Où en étions-nous déjà?
Ah oui, j’étais en train de lire vos messages. Ceux où vous prétendez que je disais n’importe quoi à propos de la hausse du taux d’infertilité dans ma première chronique de cette série. J’affirmais qu’elle est due en majeure partie à notre mode de vie.
Vous m’avez répondu que je ne colporte que des généralités, des préjugés, que je ne sais pas de quoi je parle. Et puis quand j’ai glissé que je ne croyais pas que l’État aurait dû embarquer dans le bateau magnifiquement monté par Julie Snyder et l’Association des couples infertiles du Québec, ma boîte de courriels est devenue un grand déversoir pour lecteurs gros fâchés.
Permettez tout de même qu’on revoie quelques trucs ensemble. À commencer par notre mode de vie, justement.
J’y reviens parce que ce n’est pas une accusation personnelle. Je ne suis pas en train de dire que si vous avez attendu d’avoir 40 ans pour tomber enceinte, cela fait de vous une dinde égocentrique de calibre olympique. Reste que l’enfant, de nos jours, n’est plus inscrit dans un cycle naturel. On en fait de moins en moins sans se poser de questions, en se disant: advienne que pourra. Les études, la carrière, la maison, les voyages, le bon partenaire, le bon moment… Viennent les enfants quand on aura bien profité de sa jeunesse et que toutes les conditions seront réunies. Ce sera le Grand Projet.

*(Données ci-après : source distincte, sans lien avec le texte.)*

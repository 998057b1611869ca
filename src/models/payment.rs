//! Modelo de Payment
//!
//! Los pagos son un flujo de eventos adjunto a la reserva: nunca se borran,
//! solo cambian de estado. Únicamente los pagos completados cuentan para el
//! `paid_amount` de la reserva y para el ingreso reportado; un reembolso lo
//! descuenta y queda registrado aparte como ingreso reembolsado.

use chrono::{DateTime, Duration, Utc};
use rust_decimal::Decimal;
use serde::{Deserialize, Serialize};
use sqlx::{FromRow, Type};
use uuid::Uuid;
use validator::Validate;

use crate::utils::errors::{conflict_error, validation_error, AppError, AppResult};

/// Estado del pago - mapea al ENUM payment_status
#[derive(Debug, Clone, Copy, Serialize, Deserialize, Type, PartialEq, Eq)]
#[sqlx(type_name = "payment_status", rename_all = "lowercase")]
#[serde(rename_all = "lowercase")]
pub enum PaymentStatus {
    Pending,
    Completed,
    Failed,
    Refunded,
    Cancelled,
}

impl PaymentStatus {
    pub fn as_str(&self) -> &'static str {
        match self {
            PaymentStatus::Pending => "pending",
            PaymentStatus::Completed => "completed",
            PaymentStatus::Failed => "failed",
            PaymentStatus::Refunded => "refunded",
            PaymentStatus::Cancelled => "cancelled",
        }
    }

    pub fn parse(value: &str) -> Result<Self, AppError> {
        match value {
            "pending" => Ok(PaymentStatus::Pending),
            "completed" => Ok(PaymentStatus::Completed),
            "failed" => Ok(PaymentStatus::Failed),
            "refunded" => Ok(PaymentStatus::Refunded),
            "cancelled" => Ok(PaymentStatus::Cancelled),
            other => Err(validation_error(format!(
                "unknown payment status '{}'",
                other
            ))),
        }
    }
}

/// Método de pago - mapea al ENUM payment_method
#[derive(Debug, Clone, Copy, Serialize, Deserialize, Type, PartialEq, Eq, Hash)]
#[sqlx(type_name = "payment_method", rename_all = "snake_case")]
#[serde(rename_all = "snake_case")]
pub enum PaymentMethod {
    BankTransfer,
    Card,
    MobileMoney,
    Cash,
}

impl PaymentMethod {
    pub fn as_str(&self) -> &'static str {
        match self {
            PaymentMethod::BankTransfer => "bank_transfer",
            PaymentMethod::Card => "card",
            PaymentMethod::MobileMoney => "mobile_money",
            PaymentMethod::Cash => "cash",
        }
    }
}

/// Payment principal - mapea a la tabla payments
#[derive(Debug, Clone, Serialize, Deserialize, FromRow)]
pub struct Payment {
    pub id: Uuid,
    pub booking_id: Uuid,
    pub customer_id: Uuid,
    pub reference: String,
    pub amount: Decimal,
    pub status: PaymentStatus,
    pub payment_method: PaymentMethod,
    /// Momento en que el pago quedó completado
    pub payment_date: Option<DateTime<Utc>>,
    /// Momento del reembolso, si lo hubo
    pub refunded_at: Option<DateTime<Utc>>,
    pub created_at: DateTime<Utc>,
}

impl Payment {
    /// Valida la transición de estado del pago.
    ///
    /// pending -> {completed, failed, cancelled}; completed -> refunded.
    /// Todo lo demás es Conflict; en particular, completar dos veces el
    /// mismo pago.
    pub fn ensure_transition(&self, to: PaymentStatus) -> AppResult<()> {
        use PaymentStatus::*;
        match (self.status, to) {
            (Pending, Completed) | (Pending, Failed) | (Pending, Cancelled) => Ok(()),
            (Completed, Refunded) => Ok(()),
            (Completed, Completed) => Err(conflict_error(format!(
                "payment {} was already completed",
                self.reference
            ))),
            (from, to) => Err(conflict_error(format!(
                "payment {} cannot move from {} to {}",
                self.reference,
                from.as_str(),
                to.as_str()
            ))),
        }
    }

    /// Delta que la transición aplica al `paid_amount` de la reserva
    pub fn settlement_delta(&self, to: PaymentStatus) -> Decimal {
        match to {
            PaymentStatus::Completed => self.amount,
            PaymentStatus::Refunded => -self.amount,
            _ => Decimal::ZERO,
        }
    }

    /// Pendiente desde hace más del umbral configurado (30 días por defecto)
    pub fn is_overdue(&self, now: DateTime<Utc>, threshold_days: i64) -> bool {
        self.status == PaymentStatus::Pending
            && now - self.created_at > Duration::days(threshold_days)
    }

    /// Horas entre el registro y la confirmación del pago
    pub fn processing_hours(&self) -> Option<f64> {
        self.payment_date
            .map(|completed| (completed - self.created_at).num_seconds() as f64 / 3600.0)
    }
}

/// Request para registrar un pago entrante
#[derive(Debug, Deserialize, Validate)]
pub struct RecordPaymentRequest {
    pub booking_id: Uuid,
    pub amount: Decimal,
    pub payment_method: PaymentMethod,

    #[validate(length(min = 3, max = 100))]
    pub reference: Option<String>,
}

impl RecordPaymentRequest {
    pub fn validate_amount(&self) -> AppResult<()> {
        if self.amount <= Decimal::ZERO {
            return Err(validation_error("payment amount must be positive"));
        }
        Ok(())
    }
}

/// Filtros para búsqueda de pagos
#[derive(Debug, Clone, Default, Deserialize)]
pub struct PaymentFilters {
    pub status: Option<PaymentStatus>,
    pub payment_method: Option<PaymentMethod>,
    pub booking_id: Option<Uuid>,
    pub customer_id: Option<Uuid>,
    pub date_from: Option<DateTime<Utc>>,
    pub date_to: Option<DateTime<Utc>>,
    pub amount_min: Option<Decimal>,
    pub amount_max: Option<Decimal>,
}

C’est vous-mêmes qui me l’avez écrit, ou dit. Au moins 30 fois j’ai relevé ce mot: projet. Et la manière dont on désigne les choses n’est jamais parfaitement fortuite.
Comme je ne suis qu’un chroniqueur un peu tata, vous devinez que je me suis documenté. J’ai lu, recueilli des dizaines de témoignages. À propos de notre hypermoderne parentalité, j’ai rencontré Antoine Malenfant, un universitaire qui s’est penché sur la notion d’enfant comme projet. Ce qu’il m’a dit? Essentiellement ce que je vous raconte depuis le début: nous avons pris l’entier contrôle de nos vies, nous voulons tout avoir, au moment où cela nous convient, et le taux d’infertilité découle en partie de ce mode de pensée. Nous faisons donc des enfants sur le tard, au moment où notre capacité à y parvenir décline.

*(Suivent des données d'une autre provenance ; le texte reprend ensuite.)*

//! Modelo de Vehicle
//!
//! Registro de vehículos de clientes. Las cotizaciones guardan un snapshot
//! (`VehicleDetails`) en lugar de una referencia viva, de modo que editar el
//! vehículo después no cambia lo cotizado.

use chrono::{DateTime, Utc};
use serde::{Deserialize, Serialize};
use sqlx::{FromRow, Type};
use uuid::Uuid;
use validator::Validate;

use crate::utils::errors::{validation_error, AppError};

/// Tipo de vehículo - mapea al ENUM vehicle_type
#[derive(Debug, Clone, Copy, Serialize, Deserialize, Type, PartialEq, Eq)]
#[sqlx(type_name = "vehicle_type", rename_all = "snake_case")]
#[serde(rename_all = "snake_case")]
pub enum VehicleType {
    Sedan,
    Suv,
    Pickup,
    Motorcycle,
    CommercialTruck,
}

impl VehicleType {
    pub fn as_str(&self) -> &'static str {
        match self {
            VehicleType::Sedan => "sedan",
            VehicleType::Suv => "suv",
            VehicleType::Pickup => "pickup",
            VehicleType::Motorcycle => "motorcycle",
            VehicleType::CommercialTruck => "commercial_truck",
        }
    }

    pub fn parse(value: &str) -> Result<Self, AppError> {
        match value {
            "sedan" => Ok(VehicleType::Sedan),
            "suv" => Ok(VehicleType::Suv),
            "pickup" => Ok(VehicleType::Pickup),
            "motorcycle" => Ok(VehicleType::Motorcycle),
            "commercial_truck" => Ok(VehicleType::CommercialTruck),
            other => Err(validation_error(format!("unknown vehicle type '{}'", other))),
        }
    }
}

/// Vehicle principal - mapea a la tabla vehicles
#[derive(Debug, Clone, Serialize, Deserialize, FromRow)]
pub struct Vehicle {
    pub id: Uuid,
    pub customer_id: Uuid,
    pub make: String,
    pub model: String,
    pub year: i32,
    pub vin: Option<String>,
    pub vehicle_type: VehicleType,
    pub created_at: DateTime<Utc>,
}

impl Vehicle {
    /// Snapshot inmutable para incrustar en cotizaciones
    pub fn details(&self) -> VehicleDetails {
        VehicleDetails {
            make: self.make.clone(),
            model: self.model.clone(),
            year: self.year,
            vin: self.vin.clone(),
            vehicle_type: self.vehicle_type,
        }
    }
}

/// Snapshot estructurado del vehículo cotizado
#[derive(Debug, Clone, Serialize, Deserialize, PartialEq)]
pub struct VehicleDetails {
    pub make: String,
    pub model: String,
    pub year: i32,
    pub vin: Option<String>,
    pub vehicle_type: VehicleType,
}

/// Request para registrar un vehículo
#[derive(Debug, Deserialize, Validate)]
pub struct RegisterVehicleRequest {
    pub customer_id: Uuid,

    #[validate(length(min = 2, max = 100))]
    pub make: String,

    #[validate(length(min = 1, max = 100))]
    pub model: String,

    #[validate(range(min = 1900, max = 2030))]
    pub year: i32,

    #[validate(length(min = 11, max = 17))]
    pub vin: Option<String>,

    pub vehicle_type: VehicleType,
}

Là encore, je n’invente rien. Je m’appuie sur les analyses des statisticiens.
Alors non, madame, si vous essayez d’avoir des enfants à 25 ans et que ça ne fonctionne pas, je ne suis pas en train de vous dire que c’est votre faute. À 40 ans non plus, anyway, puisqu’il se pourrait fort bien que d’autres aspects de notre civilisation soient en cause: pollution, nanotechnologies, toutes les merdes qu’on ingère dans la viande, les fruits, les légumes, sans parler de ce qui se trouve dans leurs emballages. Puis il y a les malformations, les infections qui dégénèrent…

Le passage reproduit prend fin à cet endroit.